Spectral Guarantees for Adversarial Streaming PCA

Eric Price, Zhiyang Xun

Published: 01 Jan 2024, Last Modified: 17 May 2025FOCS 2024EveryoneRevisionsBibTeXCC BY-SA 4.0

Abstract: In streaming PCA, we see a stream of vectors $x_1, \ldots, x_n \in \mathbb{R}^d$ and want to estimate the top eigenvector of their covariance matrix. This is easier if the spectral ratio $\boldsymbol{R}=\lambda_{1}/\lambda_{2}$ is large. We ask: how large does $\boldsymbol{R}$ need to be to solve streaming PCA in $\boldsymbol{\tilde{O}(d)}$ space?

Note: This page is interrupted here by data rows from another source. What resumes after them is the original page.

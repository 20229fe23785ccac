//! Construction-time engine configuration.
//!
//! Plain numeric settings only. Loading these from files or the environment
//! belongs to surrounding glue, not to this crate.

/// Resource ceilings and dispatch knobs for one engine instance.
///
/// A ceiling of zero disables that particular check. The defaults are sized
/// for ordinary documents; callers handling untrusted input should set them
/// deliberately rather than rely on the defaults.
#[derive(Debug, Clone, Copy, PartialEq, Eq)]
pub struct EngineConfig {
    /// Maximum number of tokens accepted before indexing starts.
    pub max_tokens: usize,

    /// Maximum raw document size in bytes, checked when the caller supplies
    /// a source size.
    pub max_bytes: usize,

    /// Maximum opener-stack depth during index construction.
    pub max_depth: usize,

    /// Soft deadline for a single collector callback, in seconds.
    /// Zero disables enforcement.
    pub collector_timeout_secs: u64,

    /// When set, the first collector failure aborts the dispatch pass with a
    /// typed error instead of being recorded in the failure log.
    pub strict: bool,
}

impl Default for EngineConfig {
    fn default() -> Self {
        Self {
            max_tokens: 100_000,
            max_bytes: 2 * 1024 * 1024,
            max_depth: 100,
            collector_timeout_secs: 0,
            strict: false,
        }
    }
}
//! Sandboxed, deterministic collector dispatch.
//!
//! Collectors are pluggable visitors extracting one category of structure
//! each (links, tables, headings, ...). The engine runs one forward pass
//! over the canonical tokens and routes each token to the collectors
//! registered for its exact type, in registration order. A collector can
//! declare ancestor types it must not fire inside; those sets compile to
//! bitmasks at registration, and the pass maintains a single integer mask
//! of currently-open watched types, so the ancestor check is one AND per
//! candidate regardless of nesting depth.
//!
//! Collector code is untrusted: every callback runs under the deadline
//! utility and a panic trap. A misbehaving collector is recorded in the
//! pass failure log and dispatch continues; only strict mode escalates
//! the first failure into an error. Routing and mask state are not
//! reentrant-safe, so invoking dispatch while a pass is in progress fails
//! immediately.

use std::cell::Cell;
use std::collections::{BTreeMap, HashMap};
use std::panic::{catch_unwind, AssertUnwindSafe};
use std::rc::Rc;

use serde::Serialize;

use crate::config::EngineConfig;
use crate::deadline;
use crate::error::{DispatchError, FailureKind};
use crate::index::StructureIndex;
use crate::token::CanonicalToken;

/// Capacity of the shared type-to-bit table.
const BIT_CAPACITY: usize = 64;

/// A pluggable, sandboxed visitor extracting one category of structure.
pub trait Collector {
    /// Stable identity. Registering the same identity twice is a no-op.
    fn name(&self) -> &str;

    /// Token types this collector wants to visit.
    fn interests(&self) -> Vec<String>;

    /// Ancestor types inside which this collector must not fire.
    fn ignore_inside(&self) -> Vec<String> {
        Vec::new()
    }

    /// Optional per-token predicate, checked after the ancestor mask.
    fn accepts(&self, _token: &CanonicalToken) -> bool {
        true
    }

    /// Readiness check, consulted per candidate token.
    fn ready(&self) -> bool {
        true
    }

    /// Visit callback. Runs under the deadline guard and a panic trap.
    fn visit(
        &mut self,
        token: &CanonicalToken,
        position: usize,
        index: &StructureIndex,
    ) -> Result<(), Box<dyn std::error::Error>>;

    /// One result per pass, collected after the last token.
    fn finalize(&mut self) -> serde_json::Value {
        serde_json::Value::Null
    }
}

/// One recorded collector failure from a dispatch pass.
#[derive(Debug, Clone, PartialEq, Eq, Serialize)]
pub struct FailureRecord {
    /// Registered collector identity.
    pub collector: String,
    /// Token position being visited (the pass length for finalize
    /// failures).
    pub position: usize,
    /// What went wrong.
    pub kind: FailureKind,
}

/// Result of one dispatch pass.
#[derive(Debug, Serialize)]
pub struct DispatchOutcome {
    /// Finalize results keyed by collector identity.
    pub findings: BTreeMap<String, serde_json::Value>,
    /// Pass-level failure log; empty when every callback behaved.
    pub failures: Vec<FailureRecord>,
}

struct RegisteredCollector {
    name: String,
    ignore_mask: u64,
    collector: Box<dyn Collector>,
}

/// Collector registry and dispatch engine.
///
/// Registration order is dispatch order. A dispatcher can run any number
/// of passes, each against any built index; the index is never mutated.
pub struct Dispatcher {
    collectors: Vec<RegisteredCollector>,
    routing: HashMap<String, Vec<usize>>,
    type_bits: HashMap<String, u64>,
    next_bit: usize,
    timeout_secs: u64,
    strict: bool,
    in_pass: Rc<Cell<bool>>,
}

impl Dispatcher {
    /// A dispatcher with the config's timeout and strict settings.
    pub fn new(config: &EngineConfig) -> Self {
        Self {
            collectors: Vec::new(),
            routing: HashMap::new(),
            type_bits: HashMap::new(),
            next_bit: 0,
            timeout_secs: config.collector_timeout_secs,
            strict: config.strict,
            in_pass: Rc::new(Cell::new(false)),
        }
    }

    /// Number of registered collectors.
    pub fn len(&self) -> usize {
        self.collectors.len()
    }

    /// True when no collector is registered.
    pub fn is_empty(&self) -> bool {
        self.collectors.is_empty()
    }

    /// True when an identity is already registered.
    pub fn is_registered(&self, name: &str) -> bool {
        self.collectors.iter().any(|entry| entry.name == name)
    }

    /// Registers a collector. Re-registering an identity already present
    /// is a no-op; the first registration wins.
    pub fn register(&mut self, collector: Box<dyn Collector>) -> Result<(), DispatchError> {
        let name = collector.name().to_string();
        if self.is_registered(&name) {
            return Ok(());
        }

        // Reserve bits in two phases so a capacity error mutates nothing.
        let ignore_types = collector.ignore_inside();
        let mut fresh: Vec<&String> = ignore_types
            .iter()
            .filter(|ty| !self.type_bits.contains_key(*ty))
            .collect();
        fresh.dedup();
        if self.next_bit + fresh.len() > BIT_CAPACITY {
            return Err(DispatchError::TooManyWatchedTypes {
                limit: BIT_CAPACITY,
            });
        }
        for ty in fresh {
            self.type_bits.insert(ty.clone(), 1u64 << self.next_bit);
            self.next_bit += 1;
        }

        let ignore_mask = ignore_types
            .iter()
            .fold(0u64, |mask, ty| mask | self.type_bits[ty]);

        let idx = self.collectors.len();
        for ty in collector.interests() {
            self.routing.entry(ty).or_default().push(idx);
        }
        self.collectors.push(RegisteredCollector {
            name,
            ignore_mask,
            collector,
        });
        Ok(())
    }

    /// Runs one dispatch pass over a built index.
    ///
    /// In non-strict mode the pass always completes; per-collector
    /// problems land in the outcome's failure log. Strict mode aborts on
    /// the first failure.
    pub fn run(&mut self, index: &StructureIndex) -> Result<DispatchOutcome, DispatchError> {
        if self.in_pass.get() {
            return Err(DispatchError::Reentrant);
        }
        let _guard = PassGuard::enter(&self.in_pass);

        let timeout_secs = self.timeout_secs;
        let strict = self.strict;
        let Self {
            collectors,
            routing,
            type_bits,
            ..
        } = self;

        let mut failures: Vec<FailureRecord> = Vec::new();
        let mut ctx = DispatchContext::new();

        for (pos, tok) in index.tokens().iter().enumerate() {
            // A closer is not inside the structure it closes, so the
            // ancestor state updates before routing; symmetrically an
            // opener is not inside itself, so it pushes after routing.
            if tok.is_closer() {
                if let Some(ty) = ctx.ancestors.pop() {
                    if let Some(&bit) = type_bits.get(ty) {
                        ctx.leave(bit);
                    }
                }
            }

            if let Some(candidates) = routing.get(&tok.token_type) {
                for &ci in candidates {
                    let entry = &mut collectors[ci];
                    if entry.ignore_mask & ctx.open_mask != 0 {
                        continue;
                    }
                    if !entry.collector.accepts(tok) {
                        continue;
                    }
                    if !entry.collector.ready() {
                        continue;
                    }

                    let outcome = catch_unwind(AssertUnwindSafe(|| {
                        deadline::run_with_deadline(timeout_secs, || {
                            entry.collector.visit(tok, pos, index)
                        })
                    }));
                    let kind = match outcome {
                        Err(_) => Some(FailureKind::Panicked),
                        Ok(Err(_expired)) => Some(FailureKind::Timeout),
                        Ok(Ok(Err(_))) => Some(FailureKind::Error),
                        Ok(Ok(Ok(()))) => None,
                    };
                    if let Some(kind) = kind {
                        if strict {
                            return Err(DispatchError::CollectorFailed {
                                name: entry.name.clone(),
                                position: pos,
                                kind,
                            });
                        }
                        failures.push(FailureRecord {
                            collector: entry.name.clone(),
                            position: pos,
                            kind,
                        });
                    }
                }
            }

            if tok.is_opener() {
                ctx.ancestors.push(&tok.token_type);
                if let Some(&bit) = type_bits.get(&tok.token_type) {
                    ctx.enter(bit);
                }
            }
        }

        let mut findings = BTreeMap::new();
        for entry in collectors.iter_mut() {
            let value = catch_unwind(AssertUnwindSafe(|| entry.collector.finalize()));
            match value {
                Ok(value) => {
                    findings.insert(entry.name.clone(), value);
                }
                Err(_) => {
                    if strict {
                        return Err(DispatchError::CollectorFailed {
                            name: entry.name.clone(),
                            position: index.len(),
                            kind: FailureKind::Panicked,
                        });
                    }
                    failures.push(FailureRecord {
                        collector: entry.name.clone(),
                        position: index.len(),
                        kind: FailureKind::Panicked,
                    });
                    findings.insert(entry.name.clone(), serde_json::Value::Null);
                }
            }
        }

        Ok(DispatchOutcome { findings, failures })
    }
}

/// Per-pass scratch state, discarded when the pass ends.
struct DispatchContext<'a> {
    /// Types of currently-open ancestors, innermost last.
    ancestors: Vec<&'a str>,
    /// One bit per watched type currently open at least once.
    open_mask: u64,
    /// Open count per watched bit; nested structures of one type share a
    /// bit, so the bit clears only when the outermost one closes.
    open_counts: HashMap<u64, u32>,
}

impl<'a> DispatchContext<'a> {
    fn new() -> Self {
        Self {
            ancestors: Vec::new(),
            open_mask: 0,
            open_counts: HashMap::new(),
        }
    }

    fn enter(&mut self, bit: u64) {
        let count = self.open_counts.entry(bit).or_insert(0);
        if *count == 0 {
            self.open_mask |= bit;
        }
        *count += 1;
    }

    fn leave(&mut self, bit: u64) {
        if let Some(count) = self.open_counts.get_mut(&bit) {
            *count = count.saturating_sub(1);
            if *count == 0 {
                self.open_mask &= !bit;
            }
        }
    }
}

/// Clears the in-pass flag on every exit path, unwinds included.
struct PassGuard {
    flag: Rc<Cell<bool>>,
}

impl PassGuard {
    fn enter(flag: &Rc<Cell<bool>>) -> Self {
        flag.set(true);
        Self {
            flag: Rc::clone(flag),
        }
    }
}

impl Drop for PassGuard {
    fn drop(&mut self) {
        self.flag.set(false);
    }
}
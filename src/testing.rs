//! Token factories for tests.
//!
//! [`Tok`] is a plain owned [`SourceToken`] implementation with chained
//! constructors, so unit and integration tests can assemble token streams
//! without depending on any tokenizer front-end. Line ranges are inclusive
//! and heading openers span their own line, matching common markup
//! tokenizer output.

use crate::token::SourceToken;

/// An owned test token.
#[derive(Debug, Clone, Default, PartialEq, Eq)]
pub struct Tok {
    /// Type tag.
    pub token_type: String,
    /// Rendered tag name.
    pub tag: String,
    /// Nesting delta.
    pub nesting: i8,
    /// Inclusive line range.
    pub lines: Option<(i64, i64)>,
    /// Heading level.
    pub level: Option<u8>,
    /// Free text content.
    pub content: String,
    /// Markup/info string.
    pub info: String,
    /// Named attributes in insertion order.
    pub attrs: Vec<(String, String)>,
}

impl Tok {
    /// A bare token with a type tag and nesting delta.
    pub fn new(token_type: &str, nesting: i8) -> Self {
        Self {
            token_type: token_type.to_string(),
            nesting,
            ..Self::default()
        }
    }

    /// An opener (+1).
    pub fn open(token_type: &str) -> Self {
        Self::new(token_type, 1)
    }

    /// A closer (-1).
    pub fn close(token_type: &str) -> Self {
        Self::new(token_type, -1)
    }

    /// A flat token carrying content.
    pub fn leaf(token_type: &str, content: &str) -> Self {
        Self {
            content: content.to_string(),
            ..Self::new(token_type, 0)
        }
    }

    /// An `inline` content token.
    pub fn inline(content: &str) -> Self {
        Self::leaf("inline", content)
    }

    /// A `heading_open` token at a given level and line.
    pub fn heading_open(level: u8, line: i64) -> Self {
        Self {
            tag: format!("h{}", level),
            lines: Some((line, line)),
            level: Some(level),
            ..Self::new("heading_open", 1)
        }
    }

    /// A `heading_close` token.
    pub fn heading_close() -> Self {
        Self::new("heading_close", -1)
    }

    /// A `fence` token with an info string and inclusive line range.
    pub fn fence(info: &str, start: i64, end: i64) -> Self {
        Self {
            info: info.to_string(),
            lines: Some((start, end)),
            ..Self::new("fence", 0)
        }
    }

    /// Sets the inclusive line range.
    pub fn with_lines(mut self, start: i64, end: i64) -> Self {
        self.lines = Some((start, end));
        self
    }

    /// Appends a named attribute.
    pub fn with_attr(mut self, name: &str, value: &str) -> Self {
        self.attrs.push((name.to_string(), value.to_string()));
        self
    }

    /// Sets the content.
    pub fn with_content(mut self, content: &str) -> Self {
        self.content = content.to_string();
        self
    }
}

impl SourceToken for Tok {
    fn token_type(&self) -> &str {
        &self.token_type
    }

    fn nesting(&self) -> i8 {
        self.nesting
    }

    fn tag(&self) -> &str {
        &self.tag
    }

    fn line_range(&self) -> Option<(i64, i64)> {
        self.lines
    }

    fn level(&self) -> Option<u8> {
        self.level
    }

    fn content(&self) -> &str {
        &self.content
    }

    fn info(&self) -> &str {
        &self.info
    }

    fn attrs(&self) -> Vec<(String, String)> {
        self.attrs.clone()
    }
}
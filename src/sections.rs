//! Hierarchical section list derived from heading tokens.
//!
//! A section is the document region governed by one heading, running until
//! the next heading of equal or higher level or the end of the document.
//! Sections never overlap at the same level and partition the document:
//! every line maps to at most one innermost section.

use std::collections::HashMap;

use serde::Serialize;

use crate::index::INLINE;
use crate::token::CanonicalToken;

/// One document section governed by a heading.
#[derive(Debug, Clone, PartialEq, Eq, Serialize)]
pub struct Section {
    /// Line the governing heading starts on.
    pub start_line: usize,

    /// Last line of the section; `None` only while the section is still
    /// open during construction. Once closed, `end_line >= start_line`.
    pub end_line: Option<usize>,

    /// Position of the heading opener token.
    pub heading_position: usize,

    /// Heading level, 1..6.
    pub level: u8,

    /// Title text, drawn only from inline content whose structural parent
    /// is this exact heading.
    pub title: String,
}

impl Section {
    /// True when `line` falls inside this closed section.
    pub fn contains_line(&self, line: usize) -> bool {
        line >= self.start_line && self.end_line.is_some_and(|end| line <= end)
    }
}

/// Ordered section list plus the parallel sorted start-line array used for
/// line lookups.
#[derive(Debug, Clone, Default)]
pub struct SectionMap {
    sections: Vec<Section>,
    starts: Vec<usize>,
}

impl SectionMap {
    /// All sections, ordered by start line (ties broken by heading
    /// position, so deeper headings sort later).
    pub fn sections(&self) -> &[Section] {
        &self.sections
    }

    /// Number of sections.
    pub fn len(&self) -> usize {
        self.sections.len()
    }

    /// True when the document had no headings.
    pub fn is_empty(&self) -> bool {
        self.sections.is_empty()
    }

    /// The innermost section containing `line`, if any.
    ///
    /// Binary-searches for the last section starting at or before the
    /// line; that candidate wins only if the line falls inside its range.
    pub fn section_at(&self, line: usize) -> Option<&Section> {
        let idx = self.starts.partition_point(|&start| start <= line);
        if idx == 0 {
            return None;
        }
        let candidate = &self.sections[idx - 1];
        candidate.contains_line(line).then_some(candidate)
    }
}

/// Builds the section map from heading-opener positions.
///
/// Input positions are re-sorted by line start, so out-of-order input is
/// tolerated. Sections close in stack order: a new heading pops every open
/// section of equal or higher level. Recorded ranges are the document
/// partition: a section's range ends right before the next heading of any
/// level, even when the section itself stays open on the stack governing
/// deeper headings. Ranges therefore never overlap and every line belongs
/// to at most one section. The document end closes whatever remains at
/// `last_line`.
pub(crate) fn build(
    tokens: &[CanonicalToken],
    heading_positions: &[usize],
    parents: &HashMap<usize, usize>,
    last_line: usize,
) -> SectionMap {
    let mut ordered: Vec<usize> = heading_positions.to_vec();
    ordered.sort_by_key(|&pos| line_start(tokens, pos));

    let mut open: Vec<Section> = Vec::new();
    let mut closed: Vec<Section> = Vec::new();

    for &pos in &ordered {
        let level = tokens[pos].level.unwrap_or(1);
        let start = line_start(tokens, pos);
        // Never negative-length: a heading on the very next line ends the
        // previous section at its own start line.
        let boundary = |section: &Section| start.saturating_sub(1).max(section.start_line);

        while open.last().is_some_and(|section| section.level >= level) {
            let mut section = open.pop().unwrap();
            if section.end_line.is_none() {
                section.end_line = Some(boundary(&section));
            }
            closed.push(section);
        }

        // The enclosing section stays open (a later equal-or-higher heading
        // still closes it) but its recorded range stops here.
        if let Some(outer) = open.last_mut() {
            if outer.end_line.is_none() {
                outer.end_line = Some(boundary(outer));
            }
        }

        open.push(Section {
            start_line: start,
            end_line: None,
            heading_position: pos,
            level,
            title: title_of(tokens, parents, pos),
        });
    }

    while let Some(mut section) = open.pop() {
        if section.end_line.is_none() {
            section.end_line = Some(last_line.max(section.start_line));
        }
        closed.push(section);
    }

    closed.sort_by_key(|section| (section.start_line, section.heading_position));
    let starts = closed.iter().map(|section| section.start_line).collect();

    SectionMap {
        sections: closed,
        starts,
    }
}

fn line_start(tokens: &[CanonicalToken], pos: usize) -> usize {
    tokens[pos].line_start().unwrap_or(0)
}

/// Joins the content of inline tokens parented by this exact heading.
/// Inline content belonging to any other token never leaks into the title.
fn title_of(
    tokens: &[CanonicalToken],
    parents: &HashMap<usize, usize>,
    heading_pos: usize,
) -> String {
    let mut title = String::new();
    for pos in heading_pos + 1..tokens.len() {
        if parents.get(&pos) != Some(&heading_pos) {
            break;
        }
        let tok = &tokens[pos];
        if tok.is_closer() {
            break;
        }
        if tok.token_type == INLINE {
            if !title.is_empty() {
                title.push(' ');
            }
            title.push_str(tok.content.trim());
        }
    }
    title
}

Existing algorithms require $\boldsymbol{R=\tilde{\Omega}({d})}$. We show: • For all mergeable summaries, $\boldsymbol{R=\tilde{\Omega}(\sqrt{d})}$ is necessary. • In the insertion-only model, a variant of Oja's algorithm gets $\boldsymbol{o(1)}$ error for $\boldsymbol{R=O(\log n \log d)}$ • No algorithm with $\boldsymbol{o(d^{2})}$ space gets $\boldsymbol{o(1)}$ error for $\boldsymbol{R=O(1)}$. Our analysis is the first application of Oja's algorithm to adversarial streams. It is also the first algorithm for adversarial streaming PCA that is designed for a spectral, rather than Frobenius, bound on the tail; and the bound it needs is exponentially better than is possible by adapting a Frobenius guarantee.